Acquisition of these disability-specific skills is critical to fully accessing the academic curriculum and to the development of independent functioning.  These are infused into the day and evening instructional programs at Kansas State School for the Blind (KSSB).
 
Compensatory Academic Skills:
  • Reading Braille and reading with devices that enlarge print are complex skills.  Speed, comprehension, and the stamina to do sustained reading are often lacking in students with visual impairments.
  • Because of an inability to quickly scan a lot of visual information, the organization of papers in a retrievable way requires structured approaches that must be taught.
  • For a blind child, braille is essential to becoming literate.
Orientation & Mobility:
  • Often considered the most important skill for addressing barriers imposed by visual impairment, O & M travel techniques encompass many skills for independent functioning, such as employment and community life access.
  • Early intervention and age-appropriate cane skills and travel experiences taught by a certified instructor are essential.
Social Interaction and Self-Determination:
  • Social isolation is a reality for many students with visual impairments.  The majority of social skills are learned through visual observation – posture, expressions, mannerisms, fashion.
  • Structured learning opportunities throughout the school year lead to improved life outcomes.
  • This requires skills and beliefs in order for graduating students to pursue personal goals and self-manage their lives successfully.  They must understand their own strengths and limitations and see themselves as capable adults.
  • Students need structured opportunities, starting early in their school career, to work on choice-making, problem-solving, self-evaluation, independence, leadership and self-advocacy.
Independent Living:
  • Activities of daily living (hygiene, grooming, dressing, organizing, accessing one’s personal space and belongings, food preparation and consumption) play an important role in independence.

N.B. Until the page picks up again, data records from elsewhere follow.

//! Domain models: destinations, groups, policies, trunks and shared status.

pub mod element;
pub mod endpoint;
pub mod failover;
pub mod routing;
pub mod server_group;
pub mod status;
pub mod trunk;
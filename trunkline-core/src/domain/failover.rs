//! Failover policies.

use std::collections::{HashMap, HashSet};
use std::sync::Arc;

/// Name of the policy used when a group's own policy is absent.
pub const GLOBAL_POLICY: &str = "global";

/// Response codes that send the request on to the next candidate.
#[derive(Debug, Clone, PartialEq, Eq, Default)]
pub struct FailoverPolicy {
    /// Policy name.
    pub name: String,
    /// Codes treated as "try the next candidate".
    pub codes: HashSet<u16>,
    /// Code that carries an explicit Retry-After from the destination.
    pub retry_after: Option<u16>,
}

impl FailoverPolicy {
    /// Create a policy from a list of codes.
    pub fn new(name: impl Into<String>, codes: impl IntoIterator<Item = u16>) -> Self {
        Self {
            name: name.into(),
            codes: codes.into_iter().collect(),
            retry_after: None,
        }
    }

    /// Set the retry-after code.
    pub fn with_retry_after(mut self, code: u16) -> Self {
        self.retry_after = Some(code);
        self
    }

    /// Whether a response with this code should fail over.
    pub fn should_failover(&self, code: u16) -> bool {
        self.codes.contains(&code) || self.retry_after == Some(code)
    }
}

/// Lookup table of failover policies keyed by name.
#[derive(Debug, Clone, Default)]
pub struct FailoverPolicies {
    policies: HashMap<String, Arc<FailoverPolicy>>,
    empty: Arc<FailoverPolicy>,
}

impl FailoverPolicies {
    /// Build the table from a list of policies.
    pub fn new(policies: impl IntoIterator<Item = FailoverPolicy>) -> Self {
        Self {
            policies: policies
                .into_iter()
                .map(|p| (p.name.clone(), Arc::new(p)))
                .collect(),
            empty: Arc::new(FailoverPolicy::default()),
        }
    }

    /// Resolve a policy by name, falling back to [`GLOBAL_POLICY`] and then to
    /// a policy that never fails over.
    pub fn resolve(&self, name: &str) -> Arc<FailoverPolicy> {
        self.policies
            .get(name)
            .or_else(|| self.policies.get(GLOBAL_POLICY))
            .cloned()
            .unwrap_or_else(|| self.empty.clone())
    }

    /// Whether a policy with this exact name exists.
    pub fn contains(&self, name: &str) -> bool {
        self.policies.contains_key(name)
    }
}

#[cfg(test)]
mod tests {
    use super::*;

    #[test]
    fn falls_back_to_global() {
        let table = FailoverPolicies::new(vec![
            FailoverPolicy::new(GLOBAL_POLICY, [503]),
            FailoverPolicy::new("carrier", [480, 503]),
        ]);

        assert!(table.resolve("carrier").should_failover(480));
        assert!(!table.resolve("missing").should_failover(480));
        assert!(table.resolve("missing").should_failover(503));
    }

    #[test]
    fn empty_table_never_fails_over() {
        let table = FailoverPolicies::default();
        assert!(!table.resolve("anything").should_failover(503));
    }

    #[test]
    fn retry_after_code_fails_over() {
        let policy = FailoverPolicy::new("p", [500]).with_retry_after(503);
        assert!(policy.should_failover(503));
        assert!(policy.should_failover(500));
        assert!(!policy.should_failover(486));
    }
}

  • These skills are typically acquired through observation and play.  For blind students, teaching these skills is time-intensive.
Career Education:
  • Unemployment among blind adults of working age is 70%; only 30% are employed and 90% of those employed read braille.
  • KSSB graduates, in the last 10 years, are either employed or in post-secondary training or college at a ratio of 85%.

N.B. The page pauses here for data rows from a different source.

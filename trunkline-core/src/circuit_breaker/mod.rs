//! Per-endpoint circuit breakers.
//!
//! The registry lazily creates one [`CircuitBreaker`] per endpoint key and
//! keeps at most [`CircuitBreakerConfig::max_breakers`] of them, evicting the
//! least recently used. A rejected call never reaches the transport and is
//! never recorded as a failure.

mod breaker;

pub use breaker::{CircuitBreaker, CircuitState, Outcome};

use dashmap::DashMap;
use std::sync::atomic::{AtomicU64, Ordering};
use std::sync::Arc;
use std::time::{Duration, Instant};
use tracing::debug;

use crate::error::{Error, Result};

/// Callback invoked with `(endpoint key, from, to)` on every state change.
pub type StateListener = Arc<dyn Fn(&str, CircuitState, CircuitState) + Send + Sync>;

/// Tuning shared by every breaker in a registry.
#[derive(Debug, Clone, PartialEq)]
pub struct CircuitBreakerConfig {
    /// Number of most recent calls considered.
    pub sliding_window_size: usize,
    /// Calls required in the window before the rate is evaluated; `None`
    /// means a full window.
    pub minimum_number_of_calls: Option<usize>,
    /// Failure rate, in percent, at which the circuit opens.
    pub failure_rate_threshold: f32,
    /// Time spent open before a probe call is let through.
    pub wait_duration_in_open_state: Duration,
    /// Concurrent probe calls allowed while half-open.
    pub permitted_half_open_calls: u32,
    /// Upper bound on cached breakers.
    pub max_breakers: usize,
}

impl Default for CircuitBreakerConfig {
    fn default() -> Self {
        Self {
            sliding_window_size: 100,
            minimum_number_of_calls: None,
            failure_rate_threshold: 50.0,
            wait_duration_in_open_state: Duration::from_secs(60),
            permitted_half_open_calls: 1,
            max_breakers: 1000,
        }
    }
}

impl CircuitBreakerConfig {
    /// Effective minimum number of calls.
    pub fn minimum_calls(&self) -> usize {
        self.minimum_number_of_calls
            .unwrap_or(self.sliding_window_size)
            .min(self.sliding_window_size)
    }
}

/// Answer to "may this call proceed?".
#[derive(Debug)]
pub enum Decision {
    /// The call may proceed; report its outcome through the permit.
    Allowed(Permit),
    /// The circuit is open for this endpoint.
    Rejected,
}

/// Proof that a call was allowed. Dropping it unrecorded frees the half-open
/// slot it may hold.
#[derive(Debug)]
pub struct Permit {
    breaker: Arc<CircuitBreaker>,
    generation: u64,
    recorded: bool,
}

impl Permit {
    /// Endpoint key the permit was issued for.
    pub fn key(&self) -> &str {
        self.breaker.key()
    }

    /// Record the call outcome.
    pub fn record(self, outcome: Outcome) {
        self.record_at(outcome, Instant::now());
    }

    /// [`Permit::record`] with an explicit clock.
    pub fn record_at(mut self, outcome: Outcome, now: Instant) {
        self.recorded = true;
        self.breaker.record_at(self.generation, outcome, now);
    }
}

impl Drop for Permit {
    fn drop(&mut self) {
        if !self.recorded {
            self.breaker.release(self.generation);
        }
    }
}

/// LRU-bounded map of endpoint key to breaker.
pub struct CircuitBreakerRegistry {
    config: Arc<CircuitBreakerConfig>,
    breakers: DashMap<String, Arc<CircuitBreaker>>,
    tick: AtomicU64,
    listener: Option<StateListener>,
}

impl std::fmt::Debug for CircuitBreakerRegistry {
    fn fmt(&self, f: &mut std::fmt::Formatter<'_>) -> std::fmt::Result {
        f.debug_struct("CircuitBreakerRegistry")
            .field("config", &self.config)
            .field("breakers", &self.breakers.len())
            .finish()
    }
}

impl CircuitBreakerRegistry {
    /// Create an empty registry.
    pub fn new(config: CircuitBreakerConfig) -> Self {
        Self {
            config: Arc::new(config),
            breakers: DashMap::new(),
            tick: AtomicU64::new(0),
            listener: None,
        }
    }

    /// Attach a state-change listener; applies to breakers created afterwards.
    pub fn with_listener(mut self, listener: StateListener) -> Self {
        self.listener = Some(listener);
        self
    }

    /// Registry configuration.
    pub fn config(&self) -> &CircuitBreakerConfig {
        &self.config
    }

    /// Decide whether a call to `key` may proceed now.
    pub fn try_acquire(&self, key: &str) -> Decision {
        self.try_acquire_at(key, Instant::now())
    }

    /// Like [`CircuitBreakerRegistry::try_acquire`], but a rejection is
    /// reported as [`Error::CircuitOpen`] naming the endpoint.
    pub fn acquire(&self, key: &str) -> Result<Permit> {
        match self.try_acquire(key) {
            Decision::Allowed(permit) => Ok(permit),
            Decision::Rejected => Err(Error::CircuitOpen(key.to_string())),
        }
    }

    /// [`CircuitBreakerRegistry::try_acquire`] with an explicit clock.
    pub fn try_acquire_at(&self, key: &str, now: Instant) -> Decision {
        let breaker = self.breaker(key);
        match breaker.try_acquire_at(now) {
            Some(generation) => Decision::Allowed(Permit {
                breaker,
                generation,
                recorded: false,
            }),
            None => Decision::Rejected,
        }
    }

    /// Current state for a key, if a breaker exists.
    pub fn state(&self, key: &str) -> Option<CircuitState> {
        self.breakers.get(key).map(|b| b.state())
    }

    /// Snapshot of every cached breaker's state, sorted by key.
    pub fn states(&self) -> Vec<(String, CircuitState)> {
        let mut states: Vec<_> = self
            .breakers
            .iter()
            .map(|entry| (entry.key().clone(), entry.value().state()))
            .collect();
        states.sort_by(|a, b| a.0.cmp(&b.0));
        states
    }

    /// Administratively move a breaker to `state`, creating it if needed.
    pub fn transition(&self, key: &str, state: CircuitState) {
        self.breaker(key).transition_to(state);
    }

    /// Force a breaker back to closed with an empty window.
    pub fn reset(&self, key: &str) {
        self.transition(key, CircuitState::Closed);
    }

    /// Number of cached breakers.
    pub fn len(&self) -> usize {
        self.breakers.len()
    }

    /// Whether no breaker has been created.
    pub fn is_empty(&self) -> bool {
        self.breakers.is_empty()
    }

    fn breaker(&self, key: &str) -> Arc<CircuitBreaker> {
        let tick = self.tick.fetch_add(1, Ordering::Relaxed);
        let mut created = false;
        let breaker = self
            .breakers
            .entry(key.to_string())
            .or_insert_with(|| {
                created = true;
                Arc::new(CircuitBreaker::new(
                    key,
                    self.config.clone(),
                    self.listener.clone(),
                ))
            })
            .clone();
        breaker.touch(tick);
        if created && self.breakers.len() > self.config.max_breakers {
            self.evict_lru(key);
        }
        breaker
    }

    fn evict_lru(&self, keep: &str) {
        let victim = self
            .breakers
            .iter()
            .filter(|entry| entry.key() != keep)
            .min_by_key(|entry| entry.value().last_used())
            .map(|entry| entry.key().clone());
        if let Some(victim) = victim {
            debug!(endpoint = %victim, "evicting least recently used circuit breaker");
            self.breakers.remove(&victim);
        }
    }
}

  • Opportunities for visually impaired students to learn about work through structured experiences is essential to learn about the range of careers, what people do on the job, and to develop their own career interests.  Most people learn this visually in incidental ways.
Assistive Technology:
  • Assistive technology integrated as a learning tool into the general curriculum is a great equalizer for a visually impaired student.  Much of it relies on knowledge of braille.
  • The ability to access, store, retrieve, organize and produce written information using adaptive technology is a complex task for both student and teacher, requiring added time for research and instruction.
  • Sensory Efficiency Skills (Visual, Auditory, Tactile):
  • Students who have a significant visual impairment but appear to see well are among the most overlooked and underserved.  They fake their way through years of being unable to make full use of what they see.
  • Low Vision evaluations and instruction in the use of optical and non-optical aids can make an enormous improvement in school and life success if caught early.
Recreation & Leisure:
  • Students with visual impairments are at a disadvantage in typical P.E. classes and may not develop important lifelong skills that promote fitness unless specialized instruction is provided.
  • Students need structured exposure to activities that lead to a balanced lifestyle.